Enten Eller ha pubblicato 16 cd e un dvd. Melquiades, con la partecipazione di Tim Berne, è stato recensito nella storica rubrica Hot Box di DownBeat – evento raro per un gruppo italiano – mentre Auto da Fè ha ottenuto tre ristampe in pochi mesi. La formazione ha collaborato con musicisti come Giancarlo Schiaffini, Lauro Rossi, Carlo Actis Dato e molti altri, ed è stata più volte votata tra le migliori realtà italiane dalla rivista Musica Jazz (Top Ten 2001; 2010, 2011, 2012, 2014, 2018) e dal Jazzit Award 2010-2012. Ha partecipato a festival quali Cremona, Trento, Udin&Jazz, Musica sulle Bocche, EuroJazz, Clusone, Pisa, Brescia e Roma.
Gianluigi Trovesi
Clarinettista, sassofonista e compositore, Gianluigi Trovesi inizia la sua attività dopo gli studi di clarinetto, armonia, contrappunto e fuga con Vittorio Fellegara, si distingue presto in contesti accademici, nella musica da ballo e nel jazz, affermandosi poi internazionalmente con il suo Trio e il suo Ottetto, con cui sviluppa un linguaggio personale che unisce jazz, musiche popolari europee e repertorio colto.
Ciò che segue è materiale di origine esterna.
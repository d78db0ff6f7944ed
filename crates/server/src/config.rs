use serde::Deserialize;

use chatrouter_core::Route;

/// Top-level configuration for the chatrouter server, loaded from a TOML
/// file (spec.md §6's config-key list, one section per concern).
#[derive(Debug, Deserialize)]
#[serde(deny_unknown_fields)]
pub struct ChatRouterConfig {
    #[serde(default)]
    pub server: ServerConfig,
    #[serde(default)]
    pub router: RouterConfig,
    #[serde(default)]
    pub rate_limit: RateLimitConfig,
    #[serde(default)]
    pub cache: CacheConfig,
    #[serde(default)]
    pub breaker: BreakerConfig,
    #[serde(default)]
    pub adapter_defaults: AdapterDefaultsConfig,
    #[serde(default)]
    pub audit: AuditConfig,
    #[serde(default)]
    pub security: SecurityConfig,
    /// The route table, loaded once at startup (spec.md §4.2). There is no
    /// admin-plane feed in this deployment, so routes are static for the
    /// life of the process; restart to pick up changes.
    #[serde(default)]
    pub routes: Vec<Route>,
    /// Module scope grants, signed into envelopes at startup and installed
    /// into the permission gate (spec.md §4.3). Same static-at-startup
    /// caveat as `routes`.
    #[serde(default)]
    pub scope_grants: Vec<ScopeGrantConfig>,
    /// Outbound HMAC-signed webhook sinks, one per platform (spec.md §4.9).
    #[serde(default)]
    pub egress: Vec<EgressWebhookConfig>,
    /// Adapter instances to register with the dispatcher (spec.md §4.7).
    #[serde(default)]
    pub adapters: Vec<AdapterConfig>,
}

impl ChatRouterConfig {
    /// Apply the spec.md §6 env-var overrides on top of whatever the TOML
    /// file set. Env vars win; a present-but-unparsable value is logged and
    /// ignored rather than rejected (the file value stands).
    pub fn apply_env_overrides(&mut self) {
        apply_parsed("ROUTER_WORKERS", &mut self.router.workers);
        apply_parsed("ROUTER_MAX_INFLIGHT", &mut self.router.max_inflight);
        if let Ok(value) = std::env::var("RATE_LIMIT_STORE") {
            self.rate_limit.store = value;
        }
        apply_parsed("CACHE_MAX_ENTRIES", &mut self.cache.max_entries);
        apply_parsed("CACHE_DEFAULT_TTL_S", &mut self.cache.default_ttl_s);
        apply_parsed("BREAKER_DEFAULT_THRESHOLD", &mut self.breaker.default_threshold);
        apply_parsed("BREAKER_DEFAULT_COOLDOWN_S", &mut self.breaker.default_cooldown_s);
        apply_parsed(
            "ADAPTER_DEFAULT_TIMEOUT_S",
            &mut self.adapter_defaults.default_timeout_s,
        );
        apply_parsed(
            "ADAPTER_DEFAULT_MAX_RETRIES",
            &mut self.adapter_defaults.default_max_retries,
        );
        apply_parsed("AUDIT_BATCH_SIZE", &mut self.audit.batch_size);
        apply_parsed("AUDIT_FLUSH_MS", &mut self.audit.flush_ms);
        if let Ok(value) = std::env::var("SIGNING_KEY") {
            self.security.signing_key = Some(value);
        }
        if let Ok(value) = std::env::var("SCOPE_ENVELOPE_SECRET") {
            self.security.scope_envelope_secret = Some(value);
        }
    }
}

fn apply_parsed<T: std::str::FromStr>(var: &str, field: &mut T) {
    let Ok(raw) = std::env::var(var) else {
        return;
    };
    apply_override_value(var, field, &raw);
}

/// The parse-and-assign half of an env override, split out from the
/// `std::env::var` lookup so it can be exercised without mutating
/// process-wide environment state.
fn apply_override_value<T: std::str::FromStr>(var: &str, field: &mut T, raw: &str) {
    match raw.parse() {
        Ok(value) => *field = value,
        Err(_) => tracing::warn!(var, value = %raw, "ignoring unparsable env override"),
    }
}

/// HTTP server bind configuration.
#[derive(Debug, Deserialize)]
#[serde(deny_unknown_fields)]
pub struct ServerConfig {
    #[serde(default = "default_host")]
    pub host: String,
    #[serde(default = "default_port")]
    pub port: u16,
    /// Graceful shutdown timeout in seconds; the maximum time to wait for
    /// in-flight dispatches and the audit sink to drain.
    #[serde(default = "default_shutdown_timeout")]
    pub shutdown_timeout_seconds: u64,
}

impl Default for ServerConfig {
    fn default() -> Self {
        Self {
            host: default_host(),
            port: default_port(),
            shutdown_timeout_seconds: default_shutdown_timeout(),
        }
    }
}

fn default_host() -> String {
    "127.0.0.1".to_owned()
}

fn default_port() -> u16 {
    8080
}

fn default_shutdown_timeout() -> u64 {
    30
}

/// `ROUTER_WORKERS` / `ROUTER_MAX_INFLIGHT` (spec.md §5, §6).
#[derive(Debug, Deserialize)]
#[serde(deny_unknown_fields)]
pub struct RouterConfig {
    /// Size of the tokio worker pool handling inbound events. Informational
    /// here -- the multi-thread runtime is already sized by `#[tokio::main]`
    /// flavor -- kept for operators who expect to see it honored.
    #[serde(default = "default_workers")]
    pub workers: usize,
    /// Upper bound on events accepted before ingress starts returning 429
    /// (spec.md §5: "bounded in-flight concurrency, backpressure over
    /// unbounded queuing").
    #[serde(default = "default_max_inflight")]
    pub max_inflight: usize,
    /// Recognized command prefixes (spec.md §4.2, default `["!"]`).
    #[serde(default = "default_command_prefixes")]
    pub command_prefixes: Vec<String>,
}

impl Default for RouterConfig {
    fn default() -> Self {
        Self {
            workers: default_workers(),
            max_inflight: default_max_inflight(),
            command_prefixes: default_command_prefixes(),
        }
    }
}

fn default_workers() -> usize {
    4
}

fn default_max_inflight() -> usize {
    1024
}

fn default_command_prefixes() -> Vec<String> {
    vec!["!".to_owned()]
}

/// `RATE_LIMIT_STORE` (spec.md §6: `memory` or `shared`).
#[derive(Debug, Deserialize)]
#[serde(deny_unknown_fields)]
pub struct RateLimitConfig {
    #[serde(default = "default_rate_limit_store")]
    pub store: String,
}

impl Default for RateLimitConfig {
    fn default() -> Self {
        Self {
            store: default_rate_limit_store(),
        }
    }
}

fn default_rate_limit_store() -> String {
    "memory".to_owned()
}

/// `CACHE_MAX_ENTRIES` / `CACHE_DEFAULT_TTL_S` (spec.md §4.5, §6).
#[derive(Debug, Deserialize)]
#[serde(deny_unknown_fields)]
pub struct CacheConfig {
    #[serde(default = "default_cache_max_entries")]
    pub max_entries: u64,
    #[serde(default = "default_cache_ttl")]
    pub default_ttl_s: u64,
}

impl Default for CacheConfig {
    fn default() -> Self {
        Self {
            max_entries: default_cache_max_entries(),
            default_ttl_s: default_cache_ttl(),
        }
    }
}

fn default_cache_max_entries() -> u64 {
    10_000
}

fn default_cache_ttl() -> u64 {
    30
}

/// `BREAKER_DEFAULT_THRESHOLD` / `BREAKER_DEFAULT_COOLDOWN_S` (spec.md §4.8, §6).
#[derive(Debug, Deserialize)]
#[serde(deny_unknown_fields)]
pub struct BreakerConfig {
    #[serde(default = "default_breaker_threshold")]
    pub default_threshold: u32,
    #[serde(default = "default_breaker_cooldown")]
    pub default_cooldown_s: u64,
}

impl Default for BreakerConfig {
    fn default() -> Self {
        Self {
            default_threshold: default_breaker_threshold(),
            default_cooldown_s: default_breaker_cooldown(),
        }
    }
}

fn default_breaker_threshold() -> u32 {
    5
}

fn default_breaker_cooldown() -> u64 {
    30
}

/// `ADAPTER_DEFAULT_TIMEOUT_S` / `ADAPTER_DEFAULT_MAX_RETRIES` (spec.md §4.7, §6).
#[derive(Debug, Deserialize)]
#[serde(deny_unknown_fields)]
pub struct AdapterDefaultsConfig {
    #[serde(default = "default_adapter_timeout")]
    pub default_timeout_s: u64,
    #[serde(default = "default_adapter_retries")]
    pub default_max_retries: u32,
}

impl Default for AdapterDefaultsConfig {
    fn default() -> Self {
        Self {
            default_timeout_s: default_adapter_timeout(),
            default_max_retries: default_adapter_retries(),
        }
    }
}

fn default_adapter_timeout() -> u64 {
    5
}

fn default_adapter_retries() -> u32 {
    3
}

/// `AUDIT_BATCH_SIZE` / `AUDIT_FLUSH_MS` (spec.md §4.10, §6).
#[derive(Debug, Deserialize)]
#[serde(deny_unknown_fields)]
pub struct AuditConfig {
    #[serde(default = "default_audit_batch_size")]
    pub batch_size: usize,
    #[serde(default = "default_audit_flush_ms")]
    pub flush_ms: u64,
    /// Bound on the in-memory channel feeding the audit sink's background
    /// flush task, ahead of `batch_size` many records piling up.
    #[serde(default = "default_audit_channel_capacity")]
    pub channel_capacity: usize,
}

impl Default for AuditConfig {
    fn default() -> Self {
        Self {
            batch_size: default_audit_batch_size(),
            flush_ms: default_audit_flush_ms(),
            channel_capacity: default_audit_channel_capacity(),
        }
    }
}

fn default_audit_batch_size() -> usize {
    50
}

fn default_audit_flush_ms() -> u64 {
    1000
}

fn default_audit_channel_capacity() -> usize {
    1024
}

/// `SIGNING_KEY` / `SCOPE_ENVELOPE_SECRET` (spec.md §6). Both absent by
/// default; the server refuses to start without a scope envelope secret,
/// since the permission gate cannot function without one.
#[derive(Debug, Default, Deserialize)]
#[serde(deny_unknown_fields)]
pub struct SecurityConfig {
    /// Default HMAC secret used for any `[[egress]]` entry that does not
    /// set its own `secret`.
    pub signing_key: Option<String>,
    pub scope_envelope_secret: Option<String>,
}

/// A scope grant to install into the permission gate at startup (spec.md
/// §3 `ScopeGrant` plus the envelope lifetime needed to sign it).
#[derive(Debug, Deserialize)]
#[serde(deny_unknown_fields)]
pub struct ScopeGrantConfig {
    pub community_id: String,
    pub module: String,
    pub scopes: Vec<String>,
    pub granted_by: String,
    /// Envelope lifetime, seconds from startup (spec.md §4.3's short-lived
    /// signed envelope). There is no admin plane to re-sign a fresh one
    /// before expiry, so this should comfortably outlive the process.
    #[serde(default = "default_envelope_ttl")]
    pub envelope_ttl_seconds: i64,
}

fn default_envelope_ttl() -> i64 {
    31_536_000 // 1 year
}

/// One outbound HMAC-signed webhook egress sink (spec.md §4.9).
#[derive(Debug, Deserialize)]
#[serde(deny_unknown_fields)]
pub struct EgressWebhookConfig {
    pub platform: String,
    pub url: String,
    /// Overrides `security.signing_key` for this platform. One of the two
    /// must resolve to a value or the server refuses to start.
    pub secret: Option<String>,
}

/// One adapter instance to register with the dispatcher (spec.md §4.7's
/// adapter table). `grpc` and `in_process` are not representable from
/// static TOML alone -- they need a module-specific service/handler impl
/// wired in code -- so only the wholly self-contained transports are
/// configurable here.
#[derive(Debug, Deserialize)]
#[serde(tag = "kind", rename_all = "snake_case", deny_unknown_fields)]
pub enum AdapterConfig {
    Webhook {
        name: String,
        url: String,
        secret: String,
        #[serde(default)]
        timeout_s: Option<u64>,
    },
    OpenWhisk {
        name: String,
        api_host: String,
        namespace: String,
        action_name: String,
        username: String,
        password: String,
    },
    Lambda {
        name: String,
        region: String,
        function_name: String,
        #[serde(default)]
        qualifier: Option<String>,
        #[serde(default)]
        async_invoke: bool,
    },
    GcpFunction {
        name: String,
        url: String,
        #[serde(default)]
        credentials_json: Option<String>,
    },
}

#[cfg(test)]
mod tests {
    use super::*;

    #[test]
    fn empty_toml_uses_all_defaults() {
        let config: ChatRouterConfig = toml::from_str("").unwrap();
        assert_eq!(config.server.port, 8080);
        assert_eq!(config.router.command_prefixes, vec!["!".to_owned()]);
        assert!(config.routes.is_empty());
    }

    #[test]
    fn env_override_parses_onto_existing_field() {
        let mut config: ChatRouterConfig = toml::from_str("[router]\nworkers = 2\n").unwrap();
        apply_override_value("ROUTER_WORKERS", &mut config.router.workers, "9");
        assert_eq!(config.router.workers, 9);
    }

    #[test]
    fn unparsable_override_leaves_field_unchanged() {
        let mut workers: usize = 4;
        apply_override_value("ROUTER_WORKERS", &mut workers, "not-a-number");
        assert_eq!(workers, 4);
    }

    #[test]
    fn adapter_config_tags_on_kind() {
        let toml = r#"
            [[adapters]]
            kind = "webhook"
            name = "discord-bot"
            url = "https://example.com/hook"
            secret = "s3cret"
        "#;
        let config: ChatRouterConfig = toml::from_str(toml).unwrap();
        assert_eq!(config.adapters.len(), 1);
        assert!(matches!(config.adapters[0], AdapterConfig::Webhook { .. }));
    }
}
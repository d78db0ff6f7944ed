use std::fmt;

use serde::{Deserialize, Serialize};

macro_rules! string_newtype {
    ($name:ident) => {
        #[derive(Debug, Clone, PartialEq, Eq, PartialOrd, Ord, Hash, Serialize, Deserialize)]
        #[serde(transparent)]
        pub struct $name(String);

        impl $name {
            #[must_use]
            pub fn new(value: impl Into<String>) -> Self {
                Self(value.into())
            }

            #[must_use]
            pub fn as_str(&self) -> &str {
                &self.0
            }
        }

        impl From<&str> for $name {
            fn from(value: &str) -> Self {
                Self(value.to_owned())
            }
        }

        impl From<String> for $name {
            fn from(value: String) -> Self {
                Self(value)
            }
        }

        impl fmt::Display for $name {
            fn fmt(&self, f: &mut fmt::Formatter<'_>) -> fmt::Result {
                f.write_str(&self.0)
            }
        }
    };
}

string_newtype!(CommunityId);
string_newtype!(PrincipalId);
string_newtype!(EntityId);
string_newtype!(ModuleId);
string_newtype!(Platform);

/// A capability token such as `messages:write`. `*` is the wildcard that
/// satisfies any requirement (spec.md §4.3).
#[derive(Debug, Clone, PartialEq, Eq, PartialOrd, Ord, Hash, Serialize, Deserialize)]
#[serde(transparent)]
pub struct Scope(String);

impl Scope {
    pub const WILDCARD: &'static str = "*";

    #[must_use]
    pub fn new(value: impl Into<String>) -> Self {
        Self(value.into())
    }

    #[must_use]
    pub fn as_str(&self) -> &str {
        &self.0
    }

    #[must_use]
    pub fn is_wildcard(&self) -> bool {
        self.0 == Self::WILDCARD
    }
}

impl From<&str> for Scope {
    fn from(value: &str) -> Self {
        Self(value.to_owned())
    }
}

impl fmt::Display for Scope {
    fn fmt(&self, f: &mut fmt::Formatter<'_>) -> fmt::Result {
        f.write_str(&self.0)
    }
}

#[cfg(test)]
mod tests {
    use super::*;

    #[test]
    fn scope_wildcard_detection() {
        assert!(Scope::new("*").is_wildcard());
        assert!(!Scope::new("messages:write").is_wildcard());
    }

    #[test]
    fn newtype_display_roundtrip() {
        let id = CommunityId::new("c1");
        assert_eq!(id.as_str(), "c1");
        assert_eq!(id.to_string(), "c1");
    }
}
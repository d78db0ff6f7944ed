use std::time::Duration;

use async_trait::async_trait;
use chatrouter_core::{Entity, ExecuteResponse};
use chatrouter_gateway::EgressSink;
use hmac::{Hmac, Mac};
use reqwest::Client;
use serde::Serialize;
use sha2::Sha256;
use tracing::{debug, warn};

type HmacSha256 = Hmac<Sha256>;

/// Same fixed signature header the Webhook adapter variant uses, so a
/// single downstream verifier can validate both inbound adapter calls and
/// outbound egress deliveries.
pub const SIGNATURE_HEADER: &str = "X-ChatRouter-Signature";

#[derive(Serialize)]
struct WebhookEgressBody<'a> {
    entity: &'a Entity,
    response: &'a ExecuteResponse,
}

/// An [`EgressSink`] that posts the response as an HMAC-SHA256-signed JSON
/// body, one instance per configured platform (spec.md §4.9: "delivery
/// adapters live outside the router core").
pub struct WebhookEgressSink {
    platform: String,
    url: String,
    secret: String,
    client: Client,
}

impl WebhookEgressSink {
    pub fn new(
        platform: impl Into<String>,
        url: impl Into<String>,
        secret: impl Into<String>,
        timeout: Duration,
    ) -> Result<Self, String> {
        let client = Client::builder()
            .timeout(timeout)
            .build()
            .map_err(|e| format!("failed to build HTTP client: {e}"))?;
        Ok(Self {
            platform: platform.into(),
            url: url.into(),
            secret: secret.into(),
            client,
        })
    }

    fn sign(&self, body: &[u8]) -> Result<String, String> {
        let mut mac = HmacSha256::new_from_slice(self.secret.as_bytes())
            .map_err(|e| format!("invalid HMAC key: {e}"))?;
        mac.update(body);
        Ok(hex::encode(mac.finalize().into_bytes()))
    }
}

#[async_trait]
impl EgressSink for WebhookEgressSink {
    fn platform(&self) -> &str {
        &self.platform
    }

    async fn send(&self, entity: &Entity, response: &ExecuteResponse) -> Result<(), String> {
        let body = serde_json::to_vec(&WebhookEgressBody { entity, response })
            .map_err(|e| format!("failed to serialize egress body: {e}"))?;
        let signature = self.sign(&body)?;

        debug!(platform = %self.platform, url = %self.url, "delivering egress webhook");

        let resp = self
            .client
            .post(&self.url)
            .header("Content-Type", "application/json")
            .header(SIGNATURE_HEADER, format!("sha256={signature}"))
            .body(body)
            .send()
            .await
            .map_err(|e| {
                warn!(platform = %self.platform, error = %e, "egress webhook delivery failed");
                e.to_string()
            })?;

        let status = resp.status();
        if !status.is_success() {
            return Err(format!("egress webhook returned http {status}"));
        }
        Ok(())
    }
}

#[cfg(test)]
mod tests {
    use super::*;

    #[test]
    fn signs_body_deterministically() {
        let sink =
            WebhookEgressSink::new("discord", "https://example.com/hook", "secret", Duration::from_secs(5))
                .unwrap();
        let sig1 = sink.sign(b"hello").unwrap();
        let sig2 = sink.sign(b"hello").unwrap();
        assert_eq!(sig1, sig2);
        assert_eq!(sig1.len(), 64);
    }

    #[test]
    fn platform_name_matches_construction() {
        let sink =
            WebhookEgressSink::new("twitch", "https://example.com/hook", "secret", Duration::from_secs(5))
                .unwrap();
        assert_eq!(sink.platform(), "twitch");
    }
}
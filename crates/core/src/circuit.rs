use serde::{Deserialize, Serialize};

/// State of an adapter's circuit breaker (spec.md §3 `CircuitState`, §4.8).
/// Transitions are monotonic within an epoch: closed -> open -> half-open ->
/// closed (or back to open).
#[derive(Debug, Clone, Copy, PartialEq, Eq, Serialize, Deserialize)]
#[serde(rename_all = "snake_case")]
pub enum CircuitState {
    Closed,
    Open,
    HalfOpen,
}

impl std::fmt::Display for CircuitState {
    fn fmt(&self, f: &mut std::fmt::Formatter<'_>) -> std::fmt::Result {
        match self {
            Self::Closed => write!(f, "closed"),
            Self::Open => write!(f, "open"),
            Self::HalfOpen => write!(f, "half_open"),
        }
    }
}

/// Configuration for a single adapter endpoint's circuit breaker (spec.md
/// §4.8: thresholds, window, trial size, and cool-down are per-adapter).
#[derive(Debug, Clone, Serialize, Deserialize)]
pub struct CircuitBreakerConfig {
    pub failure_threshold: u32,
    pub window: std::time::Duration,
    pub trial_size: u32,
    pub cooldown: std::time::Duration,
    pub max_cooldown: std::time::Duration,
}

impl Default for CircuitBreakerConfig {
    fn default() -> Self {
        Self {
            failure_threshold: 5,
            window: std::time::Duration::from_secs(60),
            trial_size: 1,
            cooldown: std::time::Duration::from_secs(30),
            max_cooldown: std::time::Duration::from_secs(600),
        }
    }
}

/// Advisory rolling health summary for an adapter (spec.md §4.7). Distinct
/// from `CircuitState`: health never opens the circuit itself (DESIGN.md
/// Open Question 4).
#[derive(Debug, Clone, Copy, PartialEq, Eq, Serialize, Deserialize)]
#[serde(rename_all = "snake_case")]
pub enum HealthStatus {
    Healthy,
    Degraded,
    Unhealthy,
}

#[cfg(test)]
mod tests {
    use super::*;

    #[test]
    fn circuit_state_display() {
        assert_eq!(CircuitState::Closed.to_string(), "closed");
        assert_eq!(CircuitState::HalfOpen.to_string(), "half_open");
    }
}
use std::time::Duration;

use async_trait::async_trait;

use crate::error::StateError;
use crate::key::StateKey;

/// Result of a compare-and-swap operation.
#[derive(Debug, Clone, PartialEq, Eq)]
pub enum CasResult {
    Ok,
    Conflict {
        current_value: Option<String>,
        current_version: u64,
    },
}

/// Trait for the shared, authoritative store backing rate buckets,
/// circuit-breaker state, and the scope-envelope revocation list across
/// router replicas (spec.md §4.4: "when multiple router replicas run, they
/// point at a shared in-memory store for authoritative counts").
///
/// Implementations must be `Send + Sync` and safe for concurrent access.
#[async_trait]
pub trait StateStore: Send + Sync {
    /// Check if a key exists; if not, set it atomically with an optional
    /// TTL. Returns `true` if the key was newly set.
    async fn check_and_set(
        &self,
        key: &StateKey,
        value: &str,
        ttl: Option<Duration>,
    ) -> Result<bool, StateError>;

    /// Get the value for a key. Returns `None` if not found or expired.
    async fn get(&self, key: &StateKey) -> Result<Option<String>, StateError>;

    /// Set a value with an optional TTL, overwriting any previous value.
    async fn set(&self, key: &StateKey, value: &str, ttl: Option<Duration>) -> Result<(), StateError>;

    /// Delete a key. Returns `true` if the key existed.
    async fn delete(&self, key: &StateKey) -> Result<bool, StateError>;

    /// Atomically increment a counter by `delta`. Returns the new value.
    /// Creates the counter at 0 if it doesn't exist before incrementing.
    async fn increment(&self, key: &StateKey, delta: i64, ttl: Option<Duration>) -> Result<i64, StateError>;

    /// Compare-and-swap: update value only if the current version matches
    /// `expected_version` (a monotonic counter bumped on every write).
    async fn compare_and_swap(
        &self,
        key: &StateKey,
        expected_version: u64,
        new_value: &str,
        ttl: Option<Duration>,
    ) -> Result<CasResult, StateError>;

    /// Scan all keys of a given kind within a community. Used for
    /// diagnostics and for warm-restarting circuit-breaker state
    /// (SPEC_FULL.md §10.6); avoid on the hot dispatch path.
    async fn scan(
        &self,
        community: &chatrouter_core::CommunityId,
        kind: crate::key::KeyKind,
    ) -> Result<Vec<(String, String)>, StateError>;

    /// Atomically refill-then-decrement a token bucket (spec.md §4.4: "the
    /// store exposes a compare-and-decrement primitive sufficient to
    /// preserve atomicity"). Returns `true` and consumes one token if the
    /// bucket has capacity after refill, `false` (no mutation) otherwise.
    async fn try_consume_token(
        &self,
        key: &StateKey,
        capacity: u64,
        refill_per_second: f64,
    ) -> Result<bool, StateError>;

    /// Give back one token to a bucket without waiting for the next refill
    /// tick. Used to undo a reservation when a companion bucket in the same
    /// dual-bucket check turns out to be empty (spec.md §4.4 invariant:
    /// "both must succeed atomically; if any fails, no tokens are consumed
    /// from the other").
    async fn refund_token(&self, key: &StateKey, capacity: u64) -> Result<(), StateError>;
}

#[cfg(test)]
mod tests {
    use super::*;

    fn _assert_object_safe(_: &dyn StateStore) {}
}
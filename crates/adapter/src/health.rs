use chatrouter_core::HealthStatus;
use chrono::{DateTime, Utc};
use serde::{Deserialize, Serialize};

/// Rolling health summary for a single adapter instance (spec.md §4.7).
/// Counters are in-memory and reset on restart; this is an advisory signal
/// for operators, not an input to circuit-breaker decisions (DESIGN.md Open
/// Question 4).
#[derive(Debug, Clone, Serialize, Deserialize)]
pub struct AdapterHealthSnapshot {
    pub adapter: String,
    pub status: HealthStatus,
    pub total_requests: u64,
    pub successes: u64,
    pub failures: u64,
    pub last_error: Option<String>,
    pub last_checked: DateTime<Utc>,
}

impl AdapterHealthSnapshot {
    #[must_use]
    pub fn success_rate(&self) -> f64 {
        if self.total_requests == 0 {
            return 100.0;
        }
        (self.successes as f64 / self.total_requests as f64) * 100.0
    }
}

/// In-memory counters backing an [`AdapterHealthSnapshot`]. Updated after
/// every adapter call; cheap enough to bump on the hot path with relaxed
/// atomics.
#[derive(Debug, Default)]
pub struct AdapterHealthCounters {
    total_requests: std::sync::atomic::AtomicU64,
    successes: std::sync::atomic::AtomicU64,
    failures: std::sync::atomic::AtomicU64,
    last_error: std::sync::Mutex<Option<String>>,
}

impl AdapterHealthCounters {
    pub fn record_success(&self) {
        use std::sync::atomic::Ordering::Relaxed;
        self.total_requests.fetch_add(1, Relaxed);
        self.successes.fetch_add(1, Relaxed);
    }

    pub fn record_failure(&self, error: impl Into<String>) {
        use std::sync::atomic::Ordering::Relaxed;
        self.total_requests.fetch_add(1, Relaxed);
        self.failures.fetch_add(1, Relaxed);
        *self.last_error.lock().expect("health counters lock poisoned") = Some(error.into());
    }

    #[must_use]
    pub fn snapshot(&self, adapter: impl Into<String>) -> AdapterHealthSnapshot {
        use std::sync::atomic::Ordering::Relaxed;
        let total = self.total_requests.load(Relaxed);
        let failures = self.failures.load(Relaxed);
        let status = if failures == 0 {
            HealthStatus::Healthy
        } else if failures < total {
            HealthStatus::Degraded
        } else {
            HealthStatus::Unhealthy
        };
        AdapterHealthSnapshot {
            adapter: adapter.into(),
            status,
            total_requests: total,
            successes: self.successes.load(Relaxed),
            failures,
            last_error: self.last_error.lock().expect("health counters lock poisoned").clone(),
            last_checked: Utc::now(),
        }
    }
}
La sua opera è stata oggetto di due tesi di laurea – al DAMS di Bologna e alla Hochschule für Musik di Colonia – e gli è valsa numerosi riconoscimenti, è stato insignito dell’onorificenza di Ufficiale della Repubblica Italiana (2001) e ha collaborato con prestigiose orchestre come la WDR Big Band di Colonia, l’Orchestra Internazionale di Guimarães e la Bergen Big Band. Il Festival di Barga Jazz gli ha dedicato un’intera edizione nel 2001.
Debutta discograficamente con Baghèt, premiato con il Premio Speciale della Critica Discografica Italiana, nello stesso anno in cui entra nell’orchestra Rai di Milano come primo clarinetto e sax alto. Tra i numerosi riconoscimenti figurano il titolo di Miglior musicista italiano nel referendum Top Jazz (1988, 1992, 1998, 2000), le 5 stelle di DownBeat per From G to G, il premio della Critica Discografica Tedesca per Dedalo e vari premi come autore e leader. Ha composto per Stefano Benni e, con Gianni Coscia, la colonna sonora del film Mi piace lavorare (mobbing) di Francesca Comencini. Ha suonato in Europa, Medio Oriente, Stati Uniti, Canada, Cina, India e Australia, collaborando con numerosi artisti italiani e internazionali.